Dealing with anger for animals’ sake

In animal communication sessions, an animal will often show me an angry person in a current or past household.

It could be an abuser. It could be a situation that led to a person or animal living in fear, getting hurt or neglected, or losing their home. Maybe all of these.

It could also be someone who would never harm an animal or person, but is struggling with human stuff. Animals are naturally wary of angry people, though many wish they could help with whatever the problem is. Animals don’t understand the specifics, but they get the threat. Their humans mean the world to them.

What if we could harness our anger to recognize and solve problems rather than create more problems?

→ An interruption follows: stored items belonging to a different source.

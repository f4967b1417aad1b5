//! Unified capability interface.
//!
//! The dispatch layer talks to every integration through [`Capability`],
//! whether the integration runs in-process or as a hosted child. Which of the
//! two backs an integration is decided once, when its configuration is
//! loaded, by [`HandlerRegistry::resolve`].

use std::collections::HashMap;
use std::sync::Arc;

use async_trait::async_trait;

use super::errors::RuntimeError;
use super::supervisor::Supervisor;
use super::types::{
    CapabilityList, IntegrationKey, ResourceReadResult, RuntimeKind, ToolCallResult,
};

/// List tools/resources, call a tool, read a resource.
#[async_trait]
pub trait Capability: Send + Sync {
    async fn list_capabilities(&self) -> Result<CapabilityList, RuntimeError>;

    async fn invoke(
        &self,
        name: &str,
        arguments: serde_json::Value,
    ) -> Result<ToolCallResult, RuntimeError>;

    async fn read_resource(&self, uri: &str) -> Result<ResourceReadResult, RuntimeError>;
}

// ─── ExternalHandler ─────────────────────────────────────────────────────────

/// Capability backed by a supervised child process.
///
/// Starts the process on demand. A call that finds the process gone is
/// retried once against a freshly started handle.
#[derive(Clone)]
pub struct ExternalHandler {
    supervisor: Supervisor,
    key: IntegrationKey,
}

impl ExternalHandler {
    pub fn new(supervisor: Supervisor, key: IntegrationKey) -> Self {
        Self { supervisor, key }
    }

    pub fn key(&self) -> IntegrationKey {
        self.key
    }
}

#[async_trait]
impl Capability for ExternalHandler {
    async fn list_capabilities(&self) -> Result<CapabilityList, RuntimeError> {
        self.supervisor.list_capabilities(&self.key).await
    }

    async fn invoke(
        &self,
        name: &str,
        arguments: serde_json::Value,
    ) -> Result<ToolCallResult, RuntimeError> {
        self.supervisor.invoke(&self.key, name, arguments).await
    }

    async fn read_resource(&self, uri: &str) -> Result<ResourceReadResult, RuntimeError> {
        self.supervisor.read_resource(&self.key, uri).await
    }
}

// ─── IntegrationHandler ──────────────────────────────────────────────────────

/// The handler chosen for one integration.
#[derive(Clone)]
pub enum IntegrationHandler {
    /// Implemented inside this process.
    Native(Arc<dyn Capability>),
    /// Hosted as a supervised child process.
    External(ExternalHandler),
}

impl IntegrationHandler {
    pub fn is_external(&self) -> bool {
        matches!(self, IntegrationHandler::External(_))
    }
}

impl std::fmt::Debug for IntegrationHandler {
    fn fmt(&self, f: &mut std::fmt::Formatter<'_>) -> std::fmt::Result {
        match self {
            IntegrationHandler::Native(_) => f.write_str("IntegrationHandler::Native"),
            IntegrationHandler::External(h) => {
                write!(f, "IntegrationHandler::External({})", h.key)
            }
        }
    }
}

#[async_trait]
impl Capability for IntegrationHandler {
    async fn list_capabilities(&self) -> Result<CapabilityList, RuntimeError> {
        match self {
            IntegrationHandler::Native(h) => h.list_capabilities().await,
            IntegrationHandler::External(h) => h.list_capabilities().await,
        }
    }

    async fn invoke(
        &self,
        name: &str,
        arguments: serde_json::Value,
    ) -> Result<ToolCallResult, RuntimeError> {
        match self {
            IntegrationHandler::Native(h) => h.invoke(name, arguments).await,
            IntegrationHandler::External(h) => h.invoke(name, arguments).await,
        }
    }

    async fn read_resource(&self, uri: &str) -> Result<ResourceReadResult, RuntimeError> {
        match self {
            IntegrationHandler::Native(h) => h.read_resource(uri).await,
            IntegrationHandler::External(h) => h.read_resource(uri).await,
        }
    }
}

// ─── HandlerRegistry ─────────────────────────────────────────────────────────

/// Builds an in-process handler for one integration.
pub type NativeFactory = Arc<dyn Fn(IntegrationKey) -> Arc<dyn Capability> + Send + Sync>;

/// Map from integration type to the way its handler is built.
///
/// Filled explicitly at startup; `external_*` types always resolve to a
/// supervisor-backed handler.
#[derive(Clone)]
pub struct HandlerRegistry {
    supervisor: Supervisor,
    native: HashMap<String, NativeFactory>,
}

impl HandlerRegistry {
    pub fn new(supervisor: Supervisor) -> Self {
        Self {
            supervisor,
            native: HashMap::new(),
        }
    }

    /// Register an in-process handler factory for `integration_type`.
    pub fn register_native<F>(&mut self, integration_type: &str, factory: F)
    where
        F: Fn(IntegrationKey) -> Arc<dyn Capability> + Send + Sync + 'static,
    {
        self.native
            .insert(integration_type.to_string(), Arc::new(factory));
    }

    /// Registered in-process integration types, sorted.
    pub fn native_types(&self) -> Vec<String> {
        let mut types: Vec<String> = self.native.keys().cloned().collect();
        types.sort();
        types
    }

    /// Choose the handler for one integration.
    pub fn resolve(
        &self,
        integration_type: &str,
        key: IntegrationKey,
    ) -> Result<IntegrationHandler, RuntimeError> {
        if RuntimeKind::from_integration_type(integration_type).is_some() {
            return Ok(IntegrationHandler::External(ExternalHandler::new(
                self.supervisor.clone(),
                key,
            )));
        }
        match self.native.get(integration_type) {
            Some(factory) => Ok(IntegrationHandler::Native(factory(key))),
            None => Err(RuntimeError::Configuration {
                integration: key.to_string(),
                reason: format!("unknown integration type '{integration_type}'"),
            }),
        }
    }
}

#[cfg(test)]
mod tests {
    use super::*;
    use crate::runtime::credentials::StaticCredentialStore;
    use crate::runtime::policy::RuntimeSettings;
    use uuid::Uuid;

    struct Static;

    #[async_trait]
    impl Capability for Static {
        async fn list_capabilities(&self) -> Result<CapabilityList, RuntimeError> {
            Ok(CapabilityList::default())
        }

        async fn invoke(
            &self,
            name: &str,
            _arguments: serde_json::Value,
        ) -> Result<ToolCallResult, RuntimeError> {
            Ok(ToolCallResult::text(format!("native {name}")))
        }

        async fn read_resource(&self, uri: &str) -> Result<ResourceReadResult, RuntimeError> {
            Err(RuntimeError::Protocol {
                reason: format!("no resource {uri}"),
            })
        }
    }

    fn registry() -> HandlerRegistry {
        let supervisor = Supervisor::new(
            RuntimeSettings::default(),
            Arc::new(StaticCredentialStore::new()),
        );
        let mut registry = HandlerRegistry::new(supervisor);
        registry.register_native("github", |_key| Arc::new(Static) as Arc<dyn Capability>);
        registry
    }

    fn key() -> IntegrationKey {
        IntegrationKey::new(Uuid::new_v4(), Uuid::new_v4())
    }

    #[tokio::test]
    async fn test_native_type_resolves_to_native() {
        let handler = registry().resolve("github", key()).unwrap();
        assert!(!handler.is_external());
        let result = handler.invoke("list_repos", serde_json::json!({})).await.unwrap();
        assert_eq!(result.joined_text(), "native list_repos");
    }

    #[tokio::test]
    async fn test_external_types_resolve_to_external() {
        let registry = registry();
        for kind in ["external_python", "external_nodejs", "external_go", "external_custom"] {
            let handler = registry.resolve(kind, key()).unwrap();
            assert!(handler.is_external(), "{kind}");
        }
    }

    #[tokio::test]
    async fn test_unknown_type_is_configuration_error() {
        let err = registry().resolve("gitlab", key()).unwrap_err();
        assert!(matches!(err, RuntimeError::Configuration { .. }));
    }

    #[tokio::test]
    async fn test_external_without_spec_is_not_configured() {
        let handler = registry().resolve("external_python", key()).unwrap();
        let err = handler.list_capabilities().await.unwrap_err();
        assert!(matches!(err, RuntimeError::NotConfigured { .. }));
    }
}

An essay I read in seminary, “The Power of Anger in the Work of Love” (in Making the Connections: Essays in Feminist Social Ethics) made me think that might be possible. Theologian Beverly Wildung Harrison said anger is “better understood as a feeling-signal that all is not well in our relation to other persons or groups or to the world around us.” Though anger doesn’t automatically lead to wise or humane action, she added, it can help get us there.

That is, if we calm the heck down first and think it through (my addition).

Can we learn to deal with our anger without being jerks … or worse? Sometimes a pause of even a few seconds can buy life-changing time to respond rather than react. We may not be able to change the situation, but we can change the energy we send out. It matters, I promise.

Using anger constructively might seem too good to be true in an age of pointing fingers and putting up walls. However, this excellent Kiwanis Magazine story by my friend Julie Saetre is a deeper dive into not only why people are so angry these days. It walks us through coping with these disturbances in a way that might actually help. It’s well worth checking out … and trying out.

Also, please support those who work tirelessly (and often thanklessly) to help animals affected by abuse and neglect. Increasingly, domestic violence shelters are teaming up with humane societies so that people in abusive relationships can get themselves and their pets out of harm’s way.

We all owe it to the animals, one another, and ourselves to do better.

Ease anxiety of travel without your pet

Anxious dog lying on top of suitcase
Where do you think you’re going? Use simple animal communication techniques to relay important details to your pets.

Friends of mine used to check their rescue cockapoo, Holly, into the kennel a day or two early so she wouldn’t see them packing. Holly, of course, knew they were going away long before the suitcases came out.

Many folks are traveling again, perhaps with some anxiety. That’s on top of the usual anxiety over leaving pets behind if you are doing so. I have fought back tears when pulling out of the driveway or dropping somebody off at the vet clinic for boarding. Even when you trust those caring for your precious family member, when the moment comes, there may be pleading looks, trembling, and whining. The animal may not take it well, either.

However, you don’t have to deceive your cat or dog (you probably can’t anyway). Anyone can use basic animal communication techniques anyone can use to make travel more tolerable:

Give it to ’em straight. With pictures.

Tell the animal what you’re going to do, who will care for him or her and where, and when you will be back. As you speak, calmly hold the corresponding images in your mind, because these — just as much as or more than your words — will get the message across.

For example, you could tell your dog: “We are going to visit Grandma next week, and Susan is going to come stay here and take care of you. Remember how much fun you had last time she was here? We’ll be back in four days.”

While you’re saying these things, picture Grandma … then Susan … then the dog playing with Susan last time … then the sun rising and setting four times … and finally, you coming back in the door with your suitcases.

Acknowledge any challenges.

“I know you got upset the last time you went to the kennel, and that was hard for me, too. We’re going to try it again. I’ll try to be braver and hope you will, too.” Again, picture it.

This respects both of you and sets the intention for a better outcome. It also affirms you as the decision maker. Again, get in charge of your own state of mind first; if you are angry or anxious, that will drown out whatever you’re trying to communicate.

Check in while you’re away.

While you’re gone, you can call and have someone hold the phone out to Fluffy while you talk to her. Then you can listen as the human comes back on the line and tells you Fluffy twitched her ear and stalked off. Or you can skip this potential awkwardness and touch base telepathically. Yes, you can; there’s a reason some dogs (and cats, and birds, and horses, etc.) know when their people are on their way.

Find a (relatively) quiet moment, bring your animal companion to mind, and just say hello. Tell her you’re thinking of her, that you love her, and remind her when you will be home. You can leave it at that, or you can ask a question and listen for a response. Either way, she will appreciate you checking in.